Problem description:
Extract all lines in the data that contain the word "contents".

Start of Block

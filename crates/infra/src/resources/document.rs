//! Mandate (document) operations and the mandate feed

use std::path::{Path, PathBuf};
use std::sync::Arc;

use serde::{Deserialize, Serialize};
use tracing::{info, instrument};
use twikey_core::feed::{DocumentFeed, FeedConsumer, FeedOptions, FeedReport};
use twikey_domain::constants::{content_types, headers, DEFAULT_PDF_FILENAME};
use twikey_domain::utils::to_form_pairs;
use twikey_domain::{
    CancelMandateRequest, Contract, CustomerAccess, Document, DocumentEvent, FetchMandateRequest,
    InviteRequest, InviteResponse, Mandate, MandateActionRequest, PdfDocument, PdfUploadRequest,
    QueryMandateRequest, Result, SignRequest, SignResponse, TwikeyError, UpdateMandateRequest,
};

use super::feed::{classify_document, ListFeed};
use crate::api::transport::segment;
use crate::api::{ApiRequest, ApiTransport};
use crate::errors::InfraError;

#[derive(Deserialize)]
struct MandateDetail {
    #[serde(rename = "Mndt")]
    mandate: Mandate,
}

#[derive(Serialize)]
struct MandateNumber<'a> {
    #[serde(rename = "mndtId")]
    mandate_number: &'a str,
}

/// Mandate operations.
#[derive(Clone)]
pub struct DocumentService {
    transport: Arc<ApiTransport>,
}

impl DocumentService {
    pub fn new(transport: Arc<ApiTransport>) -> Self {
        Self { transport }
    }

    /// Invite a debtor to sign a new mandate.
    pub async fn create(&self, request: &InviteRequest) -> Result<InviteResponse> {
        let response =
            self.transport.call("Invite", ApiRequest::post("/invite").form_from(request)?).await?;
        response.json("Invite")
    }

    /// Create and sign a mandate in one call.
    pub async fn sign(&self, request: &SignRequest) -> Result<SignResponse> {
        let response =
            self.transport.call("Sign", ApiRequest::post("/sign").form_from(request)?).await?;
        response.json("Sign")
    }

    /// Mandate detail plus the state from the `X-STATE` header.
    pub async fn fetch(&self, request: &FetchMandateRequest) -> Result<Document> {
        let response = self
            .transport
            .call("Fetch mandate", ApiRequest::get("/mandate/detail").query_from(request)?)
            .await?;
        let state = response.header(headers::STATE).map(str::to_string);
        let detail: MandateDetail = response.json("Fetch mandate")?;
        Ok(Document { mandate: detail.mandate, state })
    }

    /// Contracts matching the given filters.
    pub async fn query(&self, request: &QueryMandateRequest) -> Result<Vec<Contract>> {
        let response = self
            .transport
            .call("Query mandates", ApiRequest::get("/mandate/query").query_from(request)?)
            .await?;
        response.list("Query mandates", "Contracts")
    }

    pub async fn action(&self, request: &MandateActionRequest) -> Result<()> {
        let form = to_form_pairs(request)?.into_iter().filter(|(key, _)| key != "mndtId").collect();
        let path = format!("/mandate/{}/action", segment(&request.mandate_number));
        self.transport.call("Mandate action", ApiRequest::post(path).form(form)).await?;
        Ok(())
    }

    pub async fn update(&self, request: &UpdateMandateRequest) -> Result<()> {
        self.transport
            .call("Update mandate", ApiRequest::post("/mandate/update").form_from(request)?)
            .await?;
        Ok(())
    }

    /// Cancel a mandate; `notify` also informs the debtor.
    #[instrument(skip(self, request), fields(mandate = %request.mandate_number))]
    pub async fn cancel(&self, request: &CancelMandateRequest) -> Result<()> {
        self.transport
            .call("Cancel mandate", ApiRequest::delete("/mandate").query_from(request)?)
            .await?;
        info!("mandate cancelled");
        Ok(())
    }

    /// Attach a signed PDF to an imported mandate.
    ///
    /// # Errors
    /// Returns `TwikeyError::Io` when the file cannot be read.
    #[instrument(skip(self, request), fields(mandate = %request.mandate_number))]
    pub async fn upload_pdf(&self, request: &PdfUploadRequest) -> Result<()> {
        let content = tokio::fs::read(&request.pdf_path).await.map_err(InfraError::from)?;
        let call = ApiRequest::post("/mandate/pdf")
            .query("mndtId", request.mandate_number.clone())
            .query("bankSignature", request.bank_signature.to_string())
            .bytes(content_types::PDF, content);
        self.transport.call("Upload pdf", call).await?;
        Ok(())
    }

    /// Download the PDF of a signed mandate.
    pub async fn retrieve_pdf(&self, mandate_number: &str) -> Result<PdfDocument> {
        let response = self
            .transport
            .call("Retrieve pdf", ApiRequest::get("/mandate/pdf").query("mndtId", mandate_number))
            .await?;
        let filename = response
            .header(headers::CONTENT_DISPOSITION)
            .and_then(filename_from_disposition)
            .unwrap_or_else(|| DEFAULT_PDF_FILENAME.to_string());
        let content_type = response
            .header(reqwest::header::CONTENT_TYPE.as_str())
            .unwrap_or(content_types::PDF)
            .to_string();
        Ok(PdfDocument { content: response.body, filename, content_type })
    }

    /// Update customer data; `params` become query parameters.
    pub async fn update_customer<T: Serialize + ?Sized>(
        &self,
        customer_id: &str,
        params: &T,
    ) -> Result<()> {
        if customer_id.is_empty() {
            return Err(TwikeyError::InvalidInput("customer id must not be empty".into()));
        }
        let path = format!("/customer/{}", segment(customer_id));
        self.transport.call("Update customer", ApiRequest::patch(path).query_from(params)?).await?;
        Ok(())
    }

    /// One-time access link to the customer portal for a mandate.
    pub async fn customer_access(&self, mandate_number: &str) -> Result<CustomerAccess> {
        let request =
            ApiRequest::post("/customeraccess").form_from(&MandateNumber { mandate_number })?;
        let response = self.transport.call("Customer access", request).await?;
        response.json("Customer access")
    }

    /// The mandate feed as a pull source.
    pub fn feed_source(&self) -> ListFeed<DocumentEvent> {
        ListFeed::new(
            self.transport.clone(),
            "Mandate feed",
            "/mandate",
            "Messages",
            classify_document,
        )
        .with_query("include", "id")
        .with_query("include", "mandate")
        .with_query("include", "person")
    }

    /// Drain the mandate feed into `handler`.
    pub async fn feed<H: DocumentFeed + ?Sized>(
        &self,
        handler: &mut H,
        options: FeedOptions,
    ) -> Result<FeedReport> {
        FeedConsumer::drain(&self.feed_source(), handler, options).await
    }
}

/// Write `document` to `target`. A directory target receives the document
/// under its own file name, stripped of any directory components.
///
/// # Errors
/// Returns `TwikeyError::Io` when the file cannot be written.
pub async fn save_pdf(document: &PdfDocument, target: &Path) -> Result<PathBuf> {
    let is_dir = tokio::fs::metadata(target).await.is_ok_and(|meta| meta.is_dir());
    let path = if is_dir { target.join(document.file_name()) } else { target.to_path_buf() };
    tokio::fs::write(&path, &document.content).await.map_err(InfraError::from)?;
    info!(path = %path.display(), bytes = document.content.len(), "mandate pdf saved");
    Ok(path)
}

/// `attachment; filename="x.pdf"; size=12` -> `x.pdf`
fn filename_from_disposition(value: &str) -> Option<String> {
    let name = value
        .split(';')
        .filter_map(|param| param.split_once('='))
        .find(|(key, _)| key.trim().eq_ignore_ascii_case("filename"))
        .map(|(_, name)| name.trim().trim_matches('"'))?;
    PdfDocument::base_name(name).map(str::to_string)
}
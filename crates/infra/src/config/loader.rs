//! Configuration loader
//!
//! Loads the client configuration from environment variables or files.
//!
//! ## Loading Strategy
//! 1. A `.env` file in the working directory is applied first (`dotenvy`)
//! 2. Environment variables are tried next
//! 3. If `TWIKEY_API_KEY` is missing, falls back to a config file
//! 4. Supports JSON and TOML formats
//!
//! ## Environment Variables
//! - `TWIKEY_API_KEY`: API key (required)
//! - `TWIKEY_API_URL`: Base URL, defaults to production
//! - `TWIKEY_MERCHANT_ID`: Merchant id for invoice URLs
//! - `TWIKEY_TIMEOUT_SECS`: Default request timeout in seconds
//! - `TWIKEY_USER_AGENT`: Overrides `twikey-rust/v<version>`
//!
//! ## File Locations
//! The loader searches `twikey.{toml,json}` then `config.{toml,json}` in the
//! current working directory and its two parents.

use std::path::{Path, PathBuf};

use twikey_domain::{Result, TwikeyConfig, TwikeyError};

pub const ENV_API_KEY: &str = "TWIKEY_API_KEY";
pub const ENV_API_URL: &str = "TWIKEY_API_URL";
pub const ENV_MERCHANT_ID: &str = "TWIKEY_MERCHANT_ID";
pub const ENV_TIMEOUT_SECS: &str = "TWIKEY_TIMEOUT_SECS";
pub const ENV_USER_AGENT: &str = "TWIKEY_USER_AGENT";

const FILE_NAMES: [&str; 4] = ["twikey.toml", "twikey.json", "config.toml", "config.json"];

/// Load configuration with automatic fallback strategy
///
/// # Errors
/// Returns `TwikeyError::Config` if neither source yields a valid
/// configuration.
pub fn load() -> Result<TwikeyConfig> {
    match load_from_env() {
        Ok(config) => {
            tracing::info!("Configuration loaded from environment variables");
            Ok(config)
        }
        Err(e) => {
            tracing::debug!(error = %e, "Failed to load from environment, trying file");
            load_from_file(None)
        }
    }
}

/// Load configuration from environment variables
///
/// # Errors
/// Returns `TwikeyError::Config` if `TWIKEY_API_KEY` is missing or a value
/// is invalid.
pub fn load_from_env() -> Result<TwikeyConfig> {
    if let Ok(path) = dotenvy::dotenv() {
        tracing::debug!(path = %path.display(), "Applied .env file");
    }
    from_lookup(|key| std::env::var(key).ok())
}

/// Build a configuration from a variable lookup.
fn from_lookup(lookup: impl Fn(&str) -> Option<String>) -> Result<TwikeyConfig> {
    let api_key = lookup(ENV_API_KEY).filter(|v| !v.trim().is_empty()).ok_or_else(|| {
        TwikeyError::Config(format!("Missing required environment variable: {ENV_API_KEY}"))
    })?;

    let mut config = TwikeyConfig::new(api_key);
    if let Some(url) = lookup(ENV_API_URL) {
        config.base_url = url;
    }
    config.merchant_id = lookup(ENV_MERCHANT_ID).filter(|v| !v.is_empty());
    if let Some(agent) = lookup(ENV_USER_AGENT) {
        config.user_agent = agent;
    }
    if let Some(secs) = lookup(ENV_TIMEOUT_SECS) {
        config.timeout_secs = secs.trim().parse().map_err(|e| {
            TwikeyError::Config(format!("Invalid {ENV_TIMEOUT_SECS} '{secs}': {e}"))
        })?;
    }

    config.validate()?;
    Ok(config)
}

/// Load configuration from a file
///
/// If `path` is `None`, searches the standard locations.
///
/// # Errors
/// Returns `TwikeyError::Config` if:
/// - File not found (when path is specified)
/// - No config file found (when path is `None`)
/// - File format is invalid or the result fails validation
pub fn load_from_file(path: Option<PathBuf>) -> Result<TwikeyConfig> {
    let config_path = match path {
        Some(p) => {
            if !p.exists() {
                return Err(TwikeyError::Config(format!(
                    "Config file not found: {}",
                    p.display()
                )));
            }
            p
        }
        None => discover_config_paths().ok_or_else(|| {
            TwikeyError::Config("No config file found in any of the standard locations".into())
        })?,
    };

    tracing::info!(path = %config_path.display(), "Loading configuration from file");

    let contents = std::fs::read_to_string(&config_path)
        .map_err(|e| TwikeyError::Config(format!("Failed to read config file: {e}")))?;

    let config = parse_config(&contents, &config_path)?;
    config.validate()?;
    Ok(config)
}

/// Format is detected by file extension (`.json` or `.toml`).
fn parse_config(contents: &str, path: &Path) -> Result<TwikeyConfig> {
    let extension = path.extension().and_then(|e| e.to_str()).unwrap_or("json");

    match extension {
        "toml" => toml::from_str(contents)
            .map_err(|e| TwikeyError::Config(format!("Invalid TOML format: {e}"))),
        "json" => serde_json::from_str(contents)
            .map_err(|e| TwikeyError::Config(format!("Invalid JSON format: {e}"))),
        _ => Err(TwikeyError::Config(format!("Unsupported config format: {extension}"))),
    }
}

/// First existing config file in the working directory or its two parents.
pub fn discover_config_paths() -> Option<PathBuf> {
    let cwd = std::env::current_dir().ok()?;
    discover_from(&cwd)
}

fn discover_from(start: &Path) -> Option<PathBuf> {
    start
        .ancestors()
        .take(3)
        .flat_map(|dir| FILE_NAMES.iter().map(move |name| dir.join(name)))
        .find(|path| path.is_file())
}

End of Block

Task result:
    let contents = std::fs::read_to_string(&config_path)
    let config = parse_config(&contents, &config_path)?;
fn parse_config(contents: &str, path: &Path) -> Result<TwikeyConfig> {
        "toml" => toml::from_str(contents)
        "json" => serde_json::from_str(contents)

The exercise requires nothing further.